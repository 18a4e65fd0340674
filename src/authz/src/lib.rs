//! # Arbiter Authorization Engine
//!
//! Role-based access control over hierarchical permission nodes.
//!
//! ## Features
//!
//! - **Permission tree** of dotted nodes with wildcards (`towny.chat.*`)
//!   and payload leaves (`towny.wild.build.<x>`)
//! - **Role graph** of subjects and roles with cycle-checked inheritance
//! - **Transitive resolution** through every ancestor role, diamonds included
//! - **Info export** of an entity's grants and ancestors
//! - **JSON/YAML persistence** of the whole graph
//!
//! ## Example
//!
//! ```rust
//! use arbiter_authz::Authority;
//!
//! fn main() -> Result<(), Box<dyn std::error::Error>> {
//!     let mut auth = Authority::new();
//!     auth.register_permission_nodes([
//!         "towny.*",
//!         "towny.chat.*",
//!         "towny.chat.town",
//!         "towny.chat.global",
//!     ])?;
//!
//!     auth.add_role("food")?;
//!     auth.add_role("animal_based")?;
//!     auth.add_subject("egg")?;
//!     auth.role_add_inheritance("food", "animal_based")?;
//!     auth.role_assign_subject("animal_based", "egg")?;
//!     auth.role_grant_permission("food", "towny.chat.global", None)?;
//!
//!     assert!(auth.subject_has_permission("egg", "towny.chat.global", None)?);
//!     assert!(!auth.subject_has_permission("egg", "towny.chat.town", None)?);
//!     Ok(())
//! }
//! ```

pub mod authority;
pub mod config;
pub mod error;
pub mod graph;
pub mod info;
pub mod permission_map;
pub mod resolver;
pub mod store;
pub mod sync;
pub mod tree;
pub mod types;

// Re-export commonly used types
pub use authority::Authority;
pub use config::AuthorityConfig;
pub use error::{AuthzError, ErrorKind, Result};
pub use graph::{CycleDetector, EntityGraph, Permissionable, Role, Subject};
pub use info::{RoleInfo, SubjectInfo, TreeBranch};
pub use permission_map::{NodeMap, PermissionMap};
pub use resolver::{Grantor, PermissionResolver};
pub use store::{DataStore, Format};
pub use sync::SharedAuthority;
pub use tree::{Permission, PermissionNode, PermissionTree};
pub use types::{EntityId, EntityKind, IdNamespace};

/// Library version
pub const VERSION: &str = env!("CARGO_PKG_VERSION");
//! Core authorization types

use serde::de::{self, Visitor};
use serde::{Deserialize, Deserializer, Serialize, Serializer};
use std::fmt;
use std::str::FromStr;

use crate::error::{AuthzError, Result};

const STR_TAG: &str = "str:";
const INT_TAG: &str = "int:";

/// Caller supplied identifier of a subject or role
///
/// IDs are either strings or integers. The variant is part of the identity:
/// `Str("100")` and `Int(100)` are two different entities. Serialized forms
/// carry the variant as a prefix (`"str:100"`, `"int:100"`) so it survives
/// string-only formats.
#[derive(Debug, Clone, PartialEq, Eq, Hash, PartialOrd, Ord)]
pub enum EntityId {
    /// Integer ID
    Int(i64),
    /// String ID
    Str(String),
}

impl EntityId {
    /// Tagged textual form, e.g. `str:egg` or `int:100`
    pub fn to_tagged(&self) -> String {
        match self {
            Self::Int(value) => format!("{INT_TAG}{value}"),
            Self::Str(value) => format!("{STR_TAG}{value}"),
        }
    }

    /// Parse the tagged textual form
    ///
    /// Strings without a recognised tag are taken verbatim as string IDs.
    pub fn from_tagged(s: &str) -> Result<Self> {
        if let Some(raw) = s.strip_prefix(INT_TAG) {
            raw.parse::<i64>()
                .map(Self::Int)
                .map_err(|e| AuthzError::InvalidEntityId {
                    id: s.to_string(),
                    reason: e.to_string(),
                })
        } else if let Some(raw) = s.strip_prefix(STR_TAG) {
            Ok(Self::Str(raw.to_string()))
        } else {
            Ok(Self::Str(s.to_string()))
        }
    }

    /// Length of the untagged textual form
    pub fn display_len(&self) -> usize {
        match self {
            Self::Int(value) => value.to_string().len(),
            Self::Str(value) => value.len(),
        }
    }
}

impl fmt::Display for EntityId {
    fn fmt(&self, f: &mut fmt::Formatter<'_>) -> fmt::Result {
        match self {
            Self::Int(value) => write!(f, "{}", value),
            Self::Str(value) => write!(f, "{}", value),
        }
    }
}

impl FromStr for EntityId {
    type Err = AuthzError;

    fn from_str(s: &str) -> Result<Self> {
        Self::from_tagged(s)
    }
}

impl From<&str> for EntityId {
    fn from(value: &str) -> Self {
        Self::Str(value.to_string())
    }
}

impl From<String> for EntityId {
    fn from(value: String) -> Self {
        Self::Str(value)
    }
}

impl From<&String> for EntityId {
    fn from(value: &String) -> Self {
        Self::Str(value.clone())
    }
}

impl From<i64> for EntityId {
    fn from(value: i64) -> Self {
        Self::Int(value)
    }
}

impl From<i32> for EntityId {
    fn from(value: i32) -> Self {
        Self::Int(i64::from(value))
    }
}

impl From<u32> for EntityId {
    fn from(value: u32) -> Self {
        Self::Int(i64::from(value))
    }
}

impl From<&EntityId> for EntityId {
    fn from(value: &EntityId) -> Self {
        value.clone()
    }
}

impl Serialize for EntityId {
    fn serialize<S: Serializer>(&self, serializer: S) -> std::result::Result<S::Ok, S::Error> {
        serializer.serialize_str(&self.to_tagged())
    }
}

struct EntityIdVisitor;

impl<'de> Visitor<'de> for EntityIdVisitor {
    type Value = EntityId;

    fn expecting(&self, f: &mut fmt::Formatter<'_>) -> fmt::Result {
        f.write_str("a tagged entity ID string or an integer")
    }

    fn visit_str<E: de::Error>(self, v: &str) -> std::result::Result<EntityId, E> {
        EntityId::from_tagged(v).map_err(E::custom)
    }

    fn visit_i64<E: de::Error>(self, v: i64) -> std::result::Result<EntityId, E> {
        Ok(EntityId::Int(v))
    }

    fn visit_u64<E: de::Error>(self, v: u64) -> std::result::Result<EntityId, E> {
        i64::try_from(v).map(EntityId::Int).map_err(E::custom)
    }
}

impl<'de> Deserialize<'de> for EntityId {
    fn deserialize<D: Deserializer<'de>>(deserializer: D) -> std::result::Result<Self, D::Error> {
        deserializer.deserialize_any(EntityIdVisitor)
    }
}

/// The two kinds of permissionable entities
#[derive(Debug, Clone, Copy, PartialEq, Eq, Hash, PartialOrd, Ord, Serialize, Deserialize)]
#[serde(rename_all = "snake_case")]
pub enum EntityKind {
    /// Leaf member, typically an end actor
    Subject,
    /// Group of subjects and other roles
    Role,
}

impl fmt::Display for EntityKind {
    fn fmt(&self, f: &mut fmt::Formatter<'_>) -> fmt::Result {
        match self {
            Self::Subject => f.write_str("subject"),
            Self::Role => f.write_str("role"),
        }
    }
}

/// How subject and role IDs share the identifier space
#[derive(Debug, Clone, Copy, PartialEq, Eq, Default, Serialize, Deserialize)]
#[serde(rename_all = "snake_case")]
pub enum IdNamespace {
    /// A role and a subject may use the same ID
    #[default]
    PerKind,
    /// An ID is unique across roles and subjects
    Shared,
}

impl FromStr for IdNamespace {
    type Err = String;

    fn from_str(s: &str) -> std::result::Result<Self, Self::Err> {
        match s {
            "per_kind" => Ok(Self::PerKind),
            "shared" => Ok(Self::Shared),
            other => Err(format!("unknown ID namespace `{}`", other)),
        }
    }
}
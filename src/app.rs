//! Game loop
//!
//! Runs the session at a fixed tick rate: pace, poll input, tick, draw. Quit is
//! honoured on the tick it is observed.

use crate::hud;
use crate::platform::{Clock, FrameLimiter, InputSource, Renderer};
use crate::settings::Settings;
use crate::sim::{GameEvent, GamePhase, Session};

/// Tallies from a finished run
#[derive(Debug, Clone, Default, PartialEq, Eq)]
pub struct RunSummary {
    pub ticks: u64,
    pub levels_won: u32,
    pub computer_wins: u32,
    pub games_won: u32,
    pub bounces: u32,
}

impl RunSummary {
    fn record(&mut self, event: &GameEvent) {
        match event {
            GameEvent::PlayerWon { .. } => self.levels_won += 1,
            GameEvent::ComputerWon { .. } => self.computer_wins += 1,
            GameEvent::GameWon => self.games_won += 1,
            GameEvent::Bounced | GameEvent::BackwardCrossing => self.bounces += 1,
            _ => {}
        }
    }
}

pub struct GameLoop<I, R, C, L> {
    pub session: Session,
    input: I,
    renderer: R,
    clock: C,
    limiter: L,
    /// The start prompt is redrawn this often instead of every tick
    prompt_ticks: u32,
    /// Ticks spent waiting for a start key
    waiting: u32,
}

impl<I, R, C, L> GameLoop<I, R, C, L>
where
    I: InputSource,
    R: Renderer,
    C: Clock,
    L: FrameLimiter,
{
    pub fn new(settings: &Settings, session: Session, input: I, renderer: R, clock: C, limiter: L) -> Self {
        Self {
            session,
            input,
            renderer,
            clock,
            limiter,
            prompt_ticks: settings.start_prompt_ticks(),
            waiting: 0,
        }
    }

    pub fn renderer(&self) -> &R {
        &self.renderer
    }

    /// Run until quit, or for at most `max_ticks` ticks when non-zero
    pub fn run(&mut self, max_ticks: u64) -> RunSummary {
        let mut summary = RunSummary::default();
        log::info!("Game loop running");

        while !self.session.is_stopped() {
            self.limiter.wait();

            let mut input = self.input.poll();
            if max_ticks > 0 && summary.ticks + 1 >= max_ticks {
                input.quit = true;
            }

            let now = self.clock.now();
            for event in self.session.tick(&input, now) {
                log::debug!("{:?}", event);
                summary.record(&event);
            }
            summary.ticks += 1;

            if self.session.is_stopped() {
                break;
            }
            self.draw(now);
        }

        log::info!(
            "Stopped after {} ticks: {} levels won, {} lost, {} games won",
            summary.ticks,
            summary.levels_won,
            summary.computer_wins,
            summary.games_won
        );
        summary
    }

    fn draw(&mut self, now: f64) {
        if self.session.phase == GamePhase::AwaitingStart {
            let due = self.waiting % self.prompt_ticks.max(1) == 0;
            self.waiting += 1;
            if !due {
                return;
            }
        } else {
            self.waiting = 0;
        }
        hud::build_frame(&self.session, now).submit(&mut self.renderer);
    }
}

# [WORK ORDER]
From the lines above, copy those that contain the word "crate".

# [ANSWER TO THIS EXERCISE]
use crate::error::{AuthzError, Result};
use crate::hud;
use crate::platform::{Clock, FrameLimiter, InputSource, Renderer};
use crate::settings::Settings;
use crate::sim::{GameEvent, GamePhase, Session};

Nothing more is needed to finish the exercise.